Von Petra Kipphoff

Im Museum am Ostwall in Dortmund (und an einigen anderen Plätzen in der Stadt) sind zur Zeit (und bis zum 25. Mai) 434 Kunstwerke von 253 deutschen Künstlern zu sehen und zu erleben: 23. Jahresausstellung des Deutschen Künstlerbunds heißt dieses Insgesamt von Bildern, Zeichnungen, Plastiken, Objekten und Aktionen. Mit anderen Worten: in Dortmund ist zur Zeit der Zustand deutscher Gegenwartskunst zu sehen.

Daß das so ist und auch wieder nicht so ist, würden die, die in Dortmund nicht dabei sind, doch festgestellt wissen wollen, und geben die, die in Dortmund dabei sind, wohl zu. Wer allerdings meint, daß diese bekannt gegenläufigen Ansichten eine kontroverse Atmosphäre schaffen und die alljährliche Künstlerbundausstellung ein alljährlich heißes Eisen ist, der hat sich auch wieder geirrt.

In diesem Jahr allerdings war, und das ist doch eigentlich eine der documenta vorbehaltene Usance, die Künstlerbundausstellung schon vor ihrer Eröffnung in aller Munde, und bei der Eröffnung herrschte ein endloses Gedränge. Das allerdings hing nicht mit der deutschen Kunst im allgemeinen, sondern mit dem kostbarsten Ausstellungsstück der ersten Stunde ganz besonders zusammen: Helmut Schmidt war gekommen, um die Eröffnungsrede zu halten.

Als der Deutsche Künstlerbund gegründet wurde, 1903 in Weimar, da begriff er sich als eine Art Widerstandsgruppe gegen die reaktionäre Kunstpolitik der Reichsregierung und des Kaisers. Eine Gruppe progressiver Künstler um Leopold von Kalckreuth, Harry Graf Kessler, Max Klinger, Walter Leistikow, Max Liebermann, Franz von Stuck und Fritz Uhde hatte sich Statuten verschrieben, in denen es hieß: "Der Deutsche Künstlerbund soll der deutschen Kultur ein Arm und nötigenfalls eine Faust werden, die die Eigenart der Kunst schützt und deren Geltung durchsetzt."

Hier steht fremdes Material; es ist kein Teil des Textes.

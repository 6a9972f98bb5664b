//! # lzstream Core
//!
//! Core components shared by the lzstream decoders.
//!
//! - [`bitstream`]: non-blocking, resumable bit reader (LSB- or MSB-first)
//! - [`huffman`]: canonical Huffman trie with a resumable walk
//! - [`window`]: sliding window for back-references
//! - [`traits`]: the [`Decompressor`] trait and its `io::Read` adapter
//! - [`error`]: error types
//!
//! ## Architecture
//!
//! ```text
//! ┌─────────────────────────────────────────────────────────┐
//! │ Codec                                                   │
//! │     InflateStream (DEFLATE, Deflate64), LhaStream (LZH) │
//! ├─────────────────────────────────────────────────────────┤
//! │ Core (this crate)                                       │
//! │     BitReader, HuffmanTree, SlidingWindow               │
//! ├─────────────────────────────────────────────────────────┤
//! │ Source                                                  │
//! │     any std::io::Read, blocking or non-blocking         │
//! └─────────────────────────────────────────────────────────┘
//! ```
//!
//! ## Example
//!
//! ```rust
//! use lzstream_core::bitstream::{BitOrder, BitReader};
//! use lzstream_core::huffman::{HuffmanTree, WalkPosition};
//! use std::io::Cursor;
//!
//! // Codes: symbol 0 = "0", symbol 1 = "10", symbol 2 = "11"
//! let tree = HuffmanTree::from_lengths(&[1, 2, 2], 15).unwrap();
//! let mut reader = BitReader::new(Cursor::new(vec![0b0000_0110]), BitOrder::LsbFirst);
//! let mut pos = WalkPosition::default();
//!
//! assert_eq!(tree.walk(&mut pos, &mut reader).unwrap(), Some(0));
//! assert_eq!(tree.walk(&mut pos, &mut reader).unwrap(), Some(2));
//! ```

#![warn(missing_docs)]
#![warn(clippy::all)]
#![allow(clippy::module_name_repetitions)]

pub mod bitstream;
pub mod error;
pub mod huffman;
pub mod traits;
pub mod window;

// Re-exports for convenience
pub use bitstream::{BitOrder, BitReader, BitSource};
pub use error::{LzError, Result};
pub use huffman::{HuffmanTree, WalkPosition};
pub use traits::{DecompressReader, Decompressor};
pub use window::SlidingWindow;

/// Prelude module for convenient imports.
pub mod prelude {
    pub use crate::bitstream::{BitOrder, BitReader, BitSource};
    pub use crate::error::{LzError, Result};
    pub use crate::huffman::{HuffmanTree, WalkPosition};
    pub use crate::traits::{DecompressReader, Decompressor};
    pub use crate::window::SlidingWindow;
}
// src/main.rs
use std::process;

use log::{debug, error, info};

use ffmpeg_tv::cli::Cli;
use ffmpeg_tv::{build_ffmpeg_args, run};

fn main() {
    env_logger::Builder::from_env(env_logger::Env::default().default_filter_or("warn")).init();

    // Exits with usage on bad arguments, before anything is spawned
    let config = Cli::from_env().into_config();
    debug!("Encoding config: {:?}", config);

    let args = build_ffmpeg_args(&config);
    info!(
        "Encoding {} -> {}",
        config.input.display(),
        config.output.display()
    );

    let code = match run(&args) {
        Ok(code) => code,
        Err(e) => {
            error!("{}", e);
            e.exit_code()
        }
    };
    process::exit(code);
}
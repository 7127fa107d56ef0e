// src/transcoder.rs
use std::ffi::OsString;
use std::io::{self, Write};
use std::process::{Command, ExitStatus};
use log::{debug, error, info, trace};

use crate::error::{Result, TranscodeError};
use crate::options::{EncodingConfig, FFMPEG_PROGRAM};

/// Builds the full ffmpeg argv, program name first and output path last.
///
/// Optional fields are emitted in a fixed order and only when set; the values
/// themselves are passed through untouched.
pub fn build_ffmpeg_args(config: &EncodingConfig) -> Vec<OsString> {
    let mut args: Vec<OsString> = vec![
        FFMPEG_PROGRAM.into(),
        "-i".into(),
        config.input.clone().into_os_string(),
    ];

    let scale_filter = config.scale.as_ref().map(|s| format!("scale={}", s));
    let optional: [(&str, Option<&String>); 13] = [
        ("-filter:v", scale_filter.as_ref()),
        ("-c:v", config.video_encoder.as_ref()),
        ("-crf", config.crf.as_ref()),
        ("-preset", config.preset.as_ref()),
        ("-level", config.level.as_ref()),
        ("-sws_flags", config.resizer.as_ref()),
        ("-tune", config.tune.as_ref()),
        ("-c:a", config.audio_encoder.as_ref()),
        ("-vbr", config.vbr.as_ref()),
        ("-b:a", config.cbr.as_ref()),
        ("-map", config.map.as_ref()),
        ("-ss", config.time_start.as_ref()),
        ("-t", config.time_duration.as_ref()),
    ];

    for (flag, value) in optional {
        if let Some(value) = value {
            args.push(flag.into());
            args.push(value.into());
        }
    }

    args.push(config.output.clone().into_os_string());
    trace!("Built ffmpeg args: {:?}", args);
    args
}

/// The line shown to the user before the command runs.
///
/// Tokens that are not valid UTF-8 are shown lossily; the argv handed to the
/// child is never rebuilt from this line.
pub fn render_command(args: &[OsString]) -> String {
    let tokens: Vec<_> = args.iter().map(|a| a.to_string_lossy()).collect();
    format!("> {}", tokens.join(" "))
}

/// Prints the command to stdout, runs it with inherited stdio and returns the
/// child's exit code.
pub fn run(args: &[OsString]) -> Result<i32> {
    let stdout = io::stdout();
    let mut handle = stdout.lock();
    run_with_writer(args, &mut handle)
}

/// Same as [`run`], writing the command line to `out` instead of stdout.
pub fn run_with_writer<W: Write>(args: &[OsString], out: &mut W) -> Result<i32> {
    let (program, rest) = args.split_first().ok_or(TranscodeError::EmptyCommand)?;
    let program_name = program.to_string_lossy();

    writeln!(out, "{}", render_command(args)).map_err(TranscodeError::Output)?;
    // Flush before the child starts writing to the same terminal
    out.flush().map_err(TranscodeError::Output)?;

    debug!("Spawning {} with {} arguments", program_name, rest.len());
    let status_res = Command::new(program).args(rest).status();

    match status_res {
        Ok(status) => {
            let code = exit_code(status);
            if status.success() {
                info!("{} finished successfully", program_name);
            } else {
                info!(
                    "{} exited with status: {} (forwarding {})",
                    program_name, status, code
                );
            }
            Ok(code)
        }
        Err(e) => {
            error!("Failed to execute {}: {}", program_name, e);
            Err(TranscodeError::Spawn {
                program: program_name.into_owned(),
                source: e,
            })
        }
    }
}

fn exit_code(status: ExitStatus) -> i32 {
    if let Some(code) = status.code() {
        return code;
    }
    #[cfg(unix)]
    {
        use std::os::unix::process::ExitStatusExt;
        if let Some(signal) = status.signal() {
            return 128 + signal;
        }
    }
    1
}
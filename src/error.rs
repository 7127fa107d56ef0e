use std::io;
use thiserror::Error;

#[derive(Error, Debug)]
pub enum TranscodeError {
    #[error("Refusing to run an empty command")]
    EmptyCommand,

    #[error("Failed to execute {program}: {source}")]
    Spawn {
        program: String,
        #[source]
        source: io::Error,
    },

    #[error("Failed to write command line: {0}")]
    Output(#[source] io::Error),
}

impl TranscodeError {
    /// Exit status to report when the child never ran (shell conventions).
    pub fn exit_code(&self) -> i32 {
        match self {
            TranscodeError::Spawn { source, .. } => match source.kind() {
                io::ErrorKind::NotFound => 127,
                io::ErrorKind::PermissionDenied => 126,
                _ => 1,
            },
            TranscodeError::EmptyCommand | TranscodeError::Output(_) => 1,
        }
    }
}

pub type Result<T> = std::result::Result<T, TranscodeError>;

Das waren noch widerstandsfrohe Zeiten. Es folgten, während zweier Weltkriege, Zeiten, in denen der Widerstand der Kunst erst ignoriert, dann gebrochen wurde: Um so mehr waren dann nach 1945 die Künstlerbundausstellungen eine erste große Möglichkeit der Wiederfindung und Selbstdarstellung der geschundenen Kunst. Aber schon 1966 schrieb Albert Schulze-Vellinghausen im Katalog zur Essener Ausstellung, daß der Künstlerbund in der Gefahr stehe, "als Verein von Veteranen und Akademieprofessoren zu vergammeln", und daß er sich "durch Werke der Jungen zu erneuern habe".

Von der biologischen Vergreisung nun scheint der Künstlerbund zur Zeit nicht akut bedroht: Die Statistik der diesjährigen Ausstellung zeigt, daß 16 Prozent der ausstellenden Mitglieder weniger als 25 Jahre, 57 Prozent zwischen 25 und 50 Jahre und 27 Prozent über 50 Jahre alt sind. Und die Statistik zeigt auch, daß der Deutsche Künstlerbund kein elitärer Club ist: lieben 141 Mitgliedern (die Mitgliedschaft wird einem Künstler angetragen, wenn er dreimal ausgestellt hat) hat man 113 Gäste zugelassen (von denen 61 Prozent unter 25 sind). Mit dem seit 1973 vierteljährlich erscheinenden "Kunstreport" stellt sich der Künstlerbund inzwischen auch verbal der Öffentlichkeit und hat, oft allerdings auch mit Ausrutschern in vereinsmeierliche Selbstzerfleischung, bewiesen, daß er die Diskussion nicht meidet, sondern sucht.